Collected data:

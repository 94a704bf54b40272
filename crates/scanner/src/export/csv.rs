//! CSV rows for exported scan records.
//!
//! # Format
//!
//! ```csv
//! 时间,快递,处理后
//! "14:30:01","UPS","1Z999AA10123456784"
//! ```
//!
//! The [`Full`][super::Full] schema adds the raw scanner input before the
//! processed code:
//!
//! ```csv
//! 时间,快递,原始,处理后
//! "14:30:01","FedEx","FedEx-123456789012","123456789012"
//! ```
//!
//! The header row is written bare; every data field is wrapped in `"` as is.
//! Quotes inside a field are not escaped. Every line, including the last one,
//! ends with `\n`.

use std::{fmt::Display, io::Write};

use serde::{Serialize, Serializer};

use crate::{barcode::Carrier, error::ExportResult, ledger::ScanEvent};

/// Header of the brief schema: time, carrier, processed code.
pub const HEADER_BRIEF: &str = "时间,快递,处理后";

/// Header of the full schema: time, carrier, raw input, processed code.
pub const HEADER_FULL: &str = "时间,快递,原始,处理后";

#[derive(Serialize)]
struct BriefRow<'a> {
    #[serde(serialize_with = "quoted")]
    time: &'a str,
    #[serde(serialize_with = "quoted")]
    carrier: Carrier,
    #[serde(serialize_with = "quoted")]
    processed: &'a str,
}

#[derive(Serialize)]
struct FullRow<'a> {
    #[serde(serialize_with = "quoted")]
    time: &'a str,
    #[serde(serialize_with = "quoted")]
    carrier: Carrier,
    #[serde(serialize_with = "quoted")]
    original: &'a str,
    #[serde(serialize_with = "quoted")]
    processed: &'a str,
}

impl<'a> From<&'a ScanEvent> for BriefRow<'a> {
    fn from(event: &'a ScanEvent) -> Self {
        Self {
            time: event.timestamp(),
            carrier: event.carrier(),
            processed: event.normalized_code(),
        }
    }
}

impl<'a> From<&'a ScanEvent> for FullRow<'a> {
    fn from(event: &'a ScanEvent) -> Self {
        Self {
            time: event.timestamp(),
            carrier: event.carrier(),
            original: event.raw_input(),
            processed: event.normalized_code(),
        }
    }
}

// The writer never quotes on its own, so the quotes added here are the only ones.
fn quoted<T: Display, S: Serializer>(value: &T, serializer: S) -> Result<S::Ok, S::Error> {
    serializer.collect_str(&format_args!("\"{value}\""))
}

/// Creates the CSV writer shared by one export.
pub fn writer<W: Write>(inner: W) -> ::csv::Writer<W> {
    ::csv::WriterBuilder::new()
        .has_headers(false)
        .quote_style(::csv::QuoteStyle::Never)
        .terminator(::csv::Terminator::Any(b'\n'))
        .from_writer(inner)
}

/// Writes a header line.
pub fn write_header<W: Write>(writer: &mut ::csv::Writer<W>, header: &str) -> ExportResult<()> {
    writer.write_record(header.split(','))?;
    Ok(())
}

/// Writes one event as a brief-schema row.
pub fn write_brief<W: Write>(
    writer: &mut ::csv::Writer<W>,
    event: &ScanEvent,
) -> ExportResult<()> {
    writer.serialize(BriefRow::from(event))?;
    Ok(())
}

/// Writes one event as a full-schema row.
pub fn write_full<W: Write>(
    writer: &mut ::csv::Writer<W>,
    event: &ScanEvent,
) -> ExportResult<()> {
    writer.serialize(FullRow::from(event))?;
    Ok(())
}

> EXERCISE DIRECTIONS
Set all the entries above down again exactly.

> TASK RESPONSE
repository 94a704bf54b40272
filename crates/scanner/src/export/csv.rs
//! CSV rows for exported scan records.
//!
//! # Format
//!
//! ```csv
//! 时间,快递,处理后
//! "14:30:01","UPS","1Z999AA10123456784"
//! ```
//!
//! The [`Full`][super::Full] schema adds the raw scanner input before the
//! processed code:
//!
//! ```csv
//! 时间,快递,原始,处理后
//! "14:30:01","FedEx","FedEx-123456789012","123456789012"
//! ```
//!
//! The header row is written bare; every data field is wrapped in `"` as is.
//! Quotes inside a field are not escaped. Every line, including the last one,
//! ends with `\n`.

use std::{fmt::Display, io::Write};

use serde::{Serialize, Serializer};

use crate::{barcode::Carrier, error::ExportResult, ledger::ScanEvent};

/// Header of the brief schema: time, carrier, processed code.
pub const HEADER_BRIEF: &str = "时间,快递,处理后";

/// Header of the full schema: time, carrier, raw input, processed code.
pub const HEADER_FULL: &str = "时间,快递,原始,处理后";

#[derive(Serialize)]
struct BriefRow<'a> {
    #[serde(serialize_with = "quoted")]
    time: &'a str,
    #[serde(serialize_with = "quoted")]
    carrier: Carrier,
    #[serde(serialize_with = "quoted")]
    processed: &'a str,
}

#[derive(Serialize)]
struct FullRow<'a> {
    #[serde(serialize_with = "quoted")]
    time: &'a str,
    #[serde(serialize_with = "quoted")]
    carrier: Carrier,
    #[serde(serialize_with = "quoted")]
    original: &'a str,
    #[serde(serialize_with = "quoted")]
    processed: &'a str,
}

impl<'a> From<&'a ScanEvent> for BriefRow<'a> {
    fn from(event: &'a ScanEvent) -> Self {
        Self {
            time: event.timestamp(),
            carrier: event.carrier(),
            processed: event.normalized_code(),
        }
    }
}

impl<'a> From<&'a ScanEvent> for FullRow<'a> {
    fn from(event: &'a ScanEvent) -> Self {
        Self {
            time: event.timestamp(),
            carrier: event.carrier(),
            original: event.raw_input(),
            processed: event.normalized_code(),
        }
    }
}

// The writer never quotes on its own, so the quotes added here are the only ones.
fn quoted<T: Display, S: Serializer>(value: &T, serializer: S) -> Result<S::Ok, S::Error> {
    serializer.collect_str(&format_args!("\"{value}\""))
}

/// Creates the CSV writer shared by one export.
pub fn writer<W: Write>(inner: W) -> ::csv::Writer<W> {
    ::csv::WriterBuilder::new()
        .has_headers(false)
        .quote_style(::csv::QuoteStyle::Never)
        .terminator(::csv::Terminator::Any(b'\n'))
        .from_writer(inner)
}

/// Writes a header line.
pub fn write_header<W: Write>(writer: &mut ::csv::Writer<W>, header: &str) -> ExportResult<()> {
    writer.write_record(header.split(','))?;
    Ok(())
}

/// Writes one event as a brief-schema row.
pub fn write_brief<W: Write>(
    writer: &mut ::csv::Writer<W>,
    event: &ScanEvent,
) -> ExportResult<()> {
    writer.serialize(BriefRow::from(event))?;
    Ok(())
}

/// Writes one event as a full-schema row.
pub fn write_full<W: Write>(
    writer: &mut ::csv::Writer<W>,
    event: &ScanEvent,
) -> ExportResult<()> {
    writer.serialize(FullRow::from(event))?;
    Ok(())
}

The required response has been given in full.